Linda Burhansstipanov, MSPH, DrPH: A Path Forged in Purpose

Image from UNC Lineberger Cancer Network webinar materials, via UNC Lineberger Comprehensive Cancer Center/UNC Cancer Leadership Council (UNCLCN).

Building culturally grounded cancer research and prevention for Native communities

At just 24, Lugene Flores, an Oglala Lakota woman, received an abnormal Pap test result shortly after giving birth. Fear, shame, and uncertainty kept her from returning for follow-up care - a hesitation that stretched into more than a decade. By the time she sought medical attention, doctors found stage II uterine cancer, requiring a complete hysterectomy and the removal of both ovaries and fallopian tubes (1).  A longer delay may have cost her life. 
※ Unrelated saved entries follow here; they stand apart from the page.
//! List command - shows the cases a selection collects without running them

use anyhow::Context;
use clap::Args;

use super::{init_logging, load_config, SelectionArgs, Status};
use crate::domain::classifier::Approach;
use crate::domain::test_case::SelectedCase;

/// Arguments for the list command
#[derive(Args, Clone, Debug)]
pub struct ListArgs {
    #[command(flatten)]
    pub selection: SelectionArgs,

    /// Also show expectations for each case
    #[arg(short, long, action = clap::ArgAction::Count)]
    pub verbose: u8,
}

/// List the selected test cases
pub async fn run(args: ListArgs) -> anyhow::Result<Status> {
    let config = load_config().context("Failed to load configuration")?;
    init_logging(&config);

    let selection = args.selection.selection()?;
    let registry = args
        .selection
        .registry()
        .context("Failed to collect test cases")?;
    let selected = registry.select(&selection);

    for case in &selected {
        println!("{}", format_case(case, args.verbose));
    }

    let assertions: usize = selected.iter().map(|s| s.assertion_count()).sum();
    println!(
        "\n{} of {} cases selected ({} assertions)",
        selected.len(),
        registry.len(),
        assertions
    );

    Ok(if selected.is_empty() {
        Status::NoTestsCollected
    } else {
        Status::Passed
    })
}

fn format_case(case: &SelectedCase<'_>, verbose: u8) -> String {
    let approaches: Vec<&str> = Approach::ALL
        .iter()
        .filter(|a| case.is_selected(**a))
        .map(|a| a.as_str())
        .collect();

    let mut line = format!(
        "{:>3} {} [{}]",
        case.index,
        case.test_case.id(),
        approaches.join(", ")
    );

    let markers = case.test_case.markers();
    if !markers.is_empty() {
        let markers: Vec<&str> = markers.iter().map(String::as_str).collect();
        line.push_str(&format!(" @{}", markers.join(" @")));
    }

    if verbose > 0 {
        let test_case = case.test_case;
        line.push_str(&format!(
            "\n      expected: {}, filter: {}, min confidence: {:.2}",
            test_case.expected_category().unwrap_or("None"),
            test_case.should_apply_filter(),
            test_case.min_confidence()
        ));
        if !test_case.alternative_categories().is_empty() {
            line.push_str(&format!(
                ", alternatives: {}",
                test_case.alternative_categories().join(", ")
            ));
        }
    }

    line
}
Lugene’s story is a stark reminder of the social, emotional, and medical barriers faced by many native women which cause diagnoses to occur at more advanced stages, make treatment more complex, and result in poorer outcomes. Cultural hesitation toward Western medicine, limited transportation and childcare, negative experiences with health providers, strained communication, and a lack of trust, remain powerful obstacles to seeking care (2).

Each January, health advocates across the country turn their attention to Cervical Health Awareness. This annual focus reveals an unavoidable truth: for many marginalized communities, cervical health is fraught with difficulty. Cultural bias and longstanding systemic gaps in care have created conditions that place certain populations in the United States at far greater risk – many Native communities among them.

Cervical cancer is caused almost exclusively by infection with high-risk human papillomavirus (HPV) (3). Before the introduction of the HPV vaccine in 2006, population-based studies estimated that approximately 27% of U.S. women had detectable HPV infection (4), with clinic and community-based studies showing comparable prevalence among American Indian and Alaska Native women, though rates varied by region and type of HPV (5).  Since the introduction of the HPV vaccination, overall cervical cancer incidence in the United States has declined (6), but many Native communities continue to experience significantly higher rates. Studies show that cervical cancer incidence in Native communities nearly twice that of non-Hispanic White women and elevated mortality across most U.S. regions (7), demonstrating that these disparities are persistent and ongoing.

Few have understood these challenges more deeply than Linda Burhansstipanov, MSPH, DrPH, a Native public health advocate whose lifelong leadership, compassion, and relentless advocacy have helped save countless lives.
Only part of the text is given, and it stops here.